An easy way to keep one’s view inside the blinkers is to simply ignore things outside their tunnel vision, and to  keep repeating sound bites – throw enough muck and some of it will stick.

So, tired of having sound arguments ignored by Councillors, I sent each of them an invitation to respond to seven points that challenged their War on Nightlife.

In summary, these points included the abovementioned 16 percent minority; the DECREASE in violence after a swathe of new venues opened in Kings Cross in late 2008; the unemployment among students and the like should Council succeed in its early closing quest; Council’s continuing losses in court when venues appeal against cutbacks in trading hours; Police and Council sidelining positive suggestions to better manage problems; the minor extent of anti-social behaviour relative to the millions of people going out late; and the displacement effect whereby squeezing one part of the ‘balloon’ just inflates another part, the fatal flaw in all overly prohibitionist legislation.

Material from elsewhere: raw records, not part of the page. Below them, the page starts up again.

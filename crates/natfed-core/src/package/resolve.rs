//! The entry-point priority chain.
//!
//! Sources are tried in [`EntrySource::CHAIN`] order and the first hit wins:
//! 1. `exports[subpath].default` of the main package.json
//! 2. `module` of the main package.json, for root requests only
//! 3. `module` of `<modules>/<specifier>/package.json`
//! 4. `<modules>/<specifier>/index.mjs`
//! 5. `<modules>/<specifier>/index.js`

use super::manifest;
use super::specifier::{package_folder, subpath_key, ROOT_SUBPATH};
use crate::config::ResolverConfig;
use crate::error::ResolveFailure;
use crate::fs::PackageFs;
use crate::warnings::{ResolveWarning, WarningSink};
use natfed_util::path::join_relative;
use serde::Serialize;
use serde_json::Value;
use std::path::{Path, PathBuf};

/// Resolved entry point of one requested specifier.
#[derive(Debug, Clone, PartialEq, Eq, Serialize)]
pub struct PackageInfo {
    /// The specifier as requested, including any subpath.
    pub package_name: String,
    /// Absolute, normalized path of the ESM entry file.
    pub entry_point: PathBuf,
    /// Version of the main package. Never empty.
    pub version: String,
    /// Which step of the chain produced the entry point.
    pub source: EntrySource,
}

/// A step of the entry-point priority chain.
#[derive(Debug, Clone, Copy, PartialEq, Eq, Serialize)]
#[serde(rename_all = "snake_case")]
pub enum EntrySource {
    /// `exports[subpath].default` in the main package.json.
    Exports,
    /// Top-level `module` in the main package.json.
    Module,
    /// `module` in the secondary directory's package.json.
    SecondaryModule,
    /// `index.mjs` in the secondary directory.
    SecondaryIndexMjs,
    /// `index.js` in the secondary directory.
    SecondaryIndexJs,
}

impl EntrySource {
    /// Resolution order.
    pub const CHAIN: [Self; 5] = [
        Self::Exports,
        Self::Module,
        Self::SecondaryModule,
        Self::SecondaryIndexMjs,
        Self::SecondaryIndexJs,
    ];

    #[must_use]
    pub fn as_str(&self) -> &'static str {
        match self {
            Self::Exports => "exports",
            Self::Module => "module",
            Self::SecondaryModule => "secondary_module",
            Self::SecondaryIndexMjs => "secondary_index_mjs",
            Self::SecondaryIndexJs => "secondary_index_js",
        }
    }
}

impl std::fmt::Display for EntrySource {
    fn fmt(&self, f: &mut std::fmt::Formatter<'_>) -> std::fmt::Result {
        f.write_str(self.as_str())
    }
}

/// Everything derived from the specifier before the chain runs.
struct ResolutionContext<'a> {
    fs: &'a dyn PackageFs,
    /// `<modules>/<package folder>`
    main_dir: PathBuf,
    /// `<modules>/<specifier>`
    secondary_dir: PathBuf,
    manifest: Value,
    subpath: String,
}

impl<'a> ResolutionContext<'a> {
    fn load(
        fs: &'a dyn PackageFs,
        specifier: &str,
        project_root: &Path,
        config: &ResolverConfig,
    ) -> Result<(Self, String), ResolveFailure> {
        let modules = project_root.join(&config.modules_dir);
        let folder = package_folder(specifier);
        let main_dir = join_relative(&modules, folder);

        if folder.is_empty() || !fs.exists(&main_dir) {
            return Err(ResolveFailure::PackageNotFound {
                specifier: specifier.to_string(),
                dir: main_dir,
            });
        }

        let invalid = |reason: String| ResolveFailure::PackageMetadataInvalid {
            specifier: specifier.to_string(),
            reason,
        };

        let manifest = manifest::read_manifest(fs, &main_dir.join("package.json")).map_err(invalid)?;
        let version = manifest::version(&manifest)
            .ok_or_else(|| invalid("No version found".to_string()))?
            .to_string();

        let ctx = Self {
            fs,
            secondary_dir: join_relative(&modules, specifier),
            subpath: subpath_key(specifier, folder),
            main_dir,
            manifest,
        };
        Ok((ctx, version))
    }

    /// Try one step of the chain.
    fn attempt(&self, source: EntrySource) -> Option<PathBuf> {
        match source {
            EntrySource::Exports => manifest::exports_default(&self.manifest, &self.subpath)
                .map(|target| join_relative(&self.main_dir, target)),
            EntrySource::Module => {
                // A single top-level field cannot describe subpaths.
                if self.subpath != ROOT_SUBPATH {
                    return None;
                }
                manifest::module(&self.manifest).map(|target| join_relative(&self.main_dir, target))
            }
            EntrySource::SecondaryModule => {
                let pkg_json = self.secondary_dir.join("package.json");
                if !self.fs.exists(&pkg_json) {
                    return None;
                }
                let secondary = manifest::read_manifest(self.fs, &pkg_json).ok()?;
                manifest::module(&secondary).map(|target| join_relative(&self.secondary_dir, target))
            }
            EntrySource::SecondaryIndexMjs => self.probe("index.mjs"),
            EntrySource::SecondaryIndexJs => self.probe("index.js"),
        }
    }

    fn probe(&self, file_name: &str) -> Option<PathBuf> {
        let candidate = self.secondary_dir.join(file_name);
        self.fs.exists(&candidate).then_some(candidate)
    }
}

/// Resolve the ESM entry point of `specifier` installed under `project_root`.
///
/// Failures are returned, not reported; see [`get_package_info`] for the
/// warning-emitting form.
pub fn resolve_package_info(
    fs: &dyn PackageFs,
    specifier: &str,
    project_root: &Path,
    config: &ResolverConfig,
) -> Result<PackageInfo, ResolveFailure> {
    let (ctx, version) = ResolutionContext::load(fs, specifier, project_root, config)?;

    EntrySource::CHAIN
        .iter()
        .find_map(|&source| ctx.attempt(source).map(|entry| (entry, source)))
        .map(|(entry_point, source)| PackageInfo {
            package_name: specifier.to_string(),
            entry_point,
            version,
            source,
        })
        .ok_or_else(|| ResolveFailure::NoEsmEntryFound {
            specifier: specifier.to_string(),
        })
}

/// Resolve `specifier`, reporting a failure to `sink` exactly once.
///
/// Returns `None` on failure; a missing or non-ESM package is a normal
/// outcome for shared dependencies.
pub fn get_package_info(
    fs: &dyn PackageFs,
    specifier: &str,
    project_root: &Path,
    config: &ResolverConfig,
    sink: &dyn WarningSink,
) -> Option<PackageInfo> {
    match resolve_package_info(fs, specifier, project_root, config) {
        Ok(info) => Some(info),
        Err(failure) => {
            sink.warn(ResolveWarning::from(&failure));
            None
        }
    }
}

I specifically asked for genuine responses from Councillors rather than the “meaningless sound-bite” that often issues from Council spin doctors.

The result was  a deafening silence except for a meaningless sound-bite from Clover Moore’s media people (Ms Moore was overseas at the time), a considered response from Cr Marcelle Hoff and some support from Cr Shayne Mallard on facebook.

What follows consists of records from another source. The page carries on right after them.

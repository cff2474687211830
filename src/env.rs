//! Build-time and deploy-time environment mappings.
//!
//! Both are read from dotenv files in the root directory: `.env.build` feeds
//! build and webhook scripts, `.env.deploy` feeds launched processes. The two
//! are never merged.

use std::collections::HashMap;
use std::path::Path;

use anyhow::{Context, Result};

pub const BUILD_ENV_FILE: &str = ".env.build";
pub const DEPLOY_ENV_FILE: &str = ".env.deploy";

pub type EnvMap = HashMap<String, String>;

#[derive(Debug, Clone, Default)]
pub struct EnvManager {
    build: EnvMap,
    deploy: EnvMap,
}

impl EnvManager {
    pub fn new(build: EnvMap, deploy: EnvMap) -> Self {
        Self { build, deploy }
    }

    pub fn load(root: &Path) -> Result<Self> {
        Ok(Self {
            build: read_env_file(&root.join(BUILD_ENV_FILE))?,
            deploy: read_env_file(&root.join(DEPLOY_ENV_FILE))?,
        })
    }

    /// A copy of the build environment; callers may mutate it freely.
    pub fn build_env(&self) -> EnvMap {
        self.build.clone()
    }

    pub fn deploy_env(&self) -> EnvMap {
        self.deploy.clone()
    }
}

/// Parse a dotenv file. A missing file is an empty mapping.
fn read_env_file(path: &Path) -> Result<EnvMap> {
    if !path.exists() {
        tracing::debug!(path = %path.display(), "env file not present");
        return Ok(EnvMap::new());
    }
    let mut map = EnvMap::new();
    for item in dotenvy::from_path_iter(path)
        .with_context(|| format!("Failed to open {}", path.display()))?
    {
        let (key, value) = item.with_context(|| format!("Failed to parse {}", path.display()))?;
        map.insert(key, value);
    }
    Ok(map)
}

Ms Moore’s sound-bite denied there was a War on Nightlife:

“The City of Sydney does not want to close bars at midnight – in fact the City of Sydney’s Late Night Trading Development Control Plan, introduced in 2007, permits licensed premises to trade up to 24 hours a day, providing they do so safely.”

So perhaps we are imagining Council’s consistent refusals when well managed venues apply to continue their existing late-night hours, and Hansard is wrong when it recorded on 2 June that Clover Moore plans to remove the existence of late-night entertainment precincts in law.

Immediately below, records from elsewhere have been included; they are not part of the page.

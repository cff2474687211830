//! The process supervisor seam.

use std::path::PathBuf;

use async_trait::async_trait;
use tokio::sync::broadcast;

use crate::env::EnvMap;
use crate::errors::SupervisorError;

/// Capacity of the log bus. Slow subscribers lose the oldest lines.
pub const LOG_BUS_CAPACITY: usize = 1024;

#[derive(Debug, Clone, Copy, PartialEq, Eq)]
pub enum ProcessStatus {
    Online,
    Launching,
    Stopping,
    Stopped,
    Errored,
    Unknown,
}

impl ProcessStatus {
    pub fn is_alive(&self) -> bool {
        matches!(self, Self::Online | Self::Launching)
    }

    pub fn parse(s: &str) -> Self {
        match s {
            "online" => Self::Online,
            "launching" => Self::Launching,
            "stopping" => Self::Stopping,
            "stopped" => Self::Stopped,
            "errored" => Self::Errored,
            _ => Self::Unknown,
        }
    }
}

#[derive(Debug, Clone, PartialEq, Eq)]
pub struct ProcessInfo {
    pub name: String,
    pub status: ProcessStatus,
    pub pid: Option<u32>,
}

/// A process to launch.
#[derive(Debug, Clone, PartialEq, Eq)]
pub struct StartSpec {
    pub name: String,
    pub script: String,
    /// `"none"` runs the script directly
    pub interpreter: String,
    pub args: Vec<String>,
    pub cwd: PathBuf,
    pub env: EnvMap,
}

#[derive(Debug, Clone, Copy, PartialEq, Eq)]
pub enum LogStream {
    Out,
    Err,
}

/// One line of output from a supervised process.
#[derive(Debug, Clone, PartialEq, Eq)]
pub struct ProcessLog {
    pub name: String,
    pub stream: LogStream,
    pub message: String,
}

/// Starts, lists and deletes named OS processes and publishes their output.
#[async_trait]
pub trait ProcessSupervisor: Send + Sync {
    async fn connect(&self) -> Result<(), SupervisorError>;

    async fn list(&self) -> Result<Vec<ProcessInfo>, SupervisorError>;

    async fn start(&self, spec: StartSpec) -> Result<(), SupervisorError>;

    /// Stop and forget the process called `name`.
    async fn delete(&self, name: &str) -> Result<(), SupervisorError>;

    async fn subscribe_logs(&self) -> Result<broadcast::Receiver<ProcessLog>, SupervisorError>;

    async fn disconnect(&self);
}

No other Councillors responded except Marcelle Hoff, who wrote: “The majority of complaints I receive relate to anti-social behaviour… vomiting, urinating, screaming, shouting… general ill-mannered behaviour that makes life unpleasant for everyone – including well-behaved visitors.”

This stuff does go on – the aftermath of a party is rarely pretty – but I suggested that ‘ever was it thus’ with guys having a leak behind a light pole and that a lot of this fallout was caused by street people who are barred from the venues and don’t have the access to toilets that clubbers do.

Cr Hoff wasn’t having any of this! While agreeing I had made some interesting points, she replied: “Ever it was thus is not an excuse for the way these people behave”.

“Each time I’ve been in the streets, parks and lanes around Oxford street after a weekend the stench is appalling. I don’t for one minute believe we can blame that on rough sleepers… too convenient. I am aware from speaking to rough sleepers that these ‘visitors’ regularly urinate on the homeless people when they are asleep in doorways and in parks.”

I pointed out that rough sleepers chose Kings Cross because it was in fact one of the safest places to sleep out, the eyes on the street making it a lot safer than a suburban park where thugs can kick a person to death anonymously.

But Cr Hoff does have a point, one shared by anti-nightlife warriors. The question is, will legislating against night life make it “unpopular”, in the words of Alderman Wellis, or will it just displace the problems to other suburbs [read: next door to your place] and illegal, unsupervised venues?

And what of other means of targeting the thugs, without punishing the vast, decent majority, such as more high-visibility policing as suggested by the Kings Cross business community which has also offered to pay for it?

Those of us who like Kings Cross, warts and all, realise that the place  is not for faint-hearted or highly delicate people. While we respect their sensitivity, we ask them to also respect the majority who live here because we like the buzz, the action and the nightlife. They have the choice of hundreds of other suburbs they can live in. We don’t.

And yes, let’s work together to minimise problems without killing the nightlife.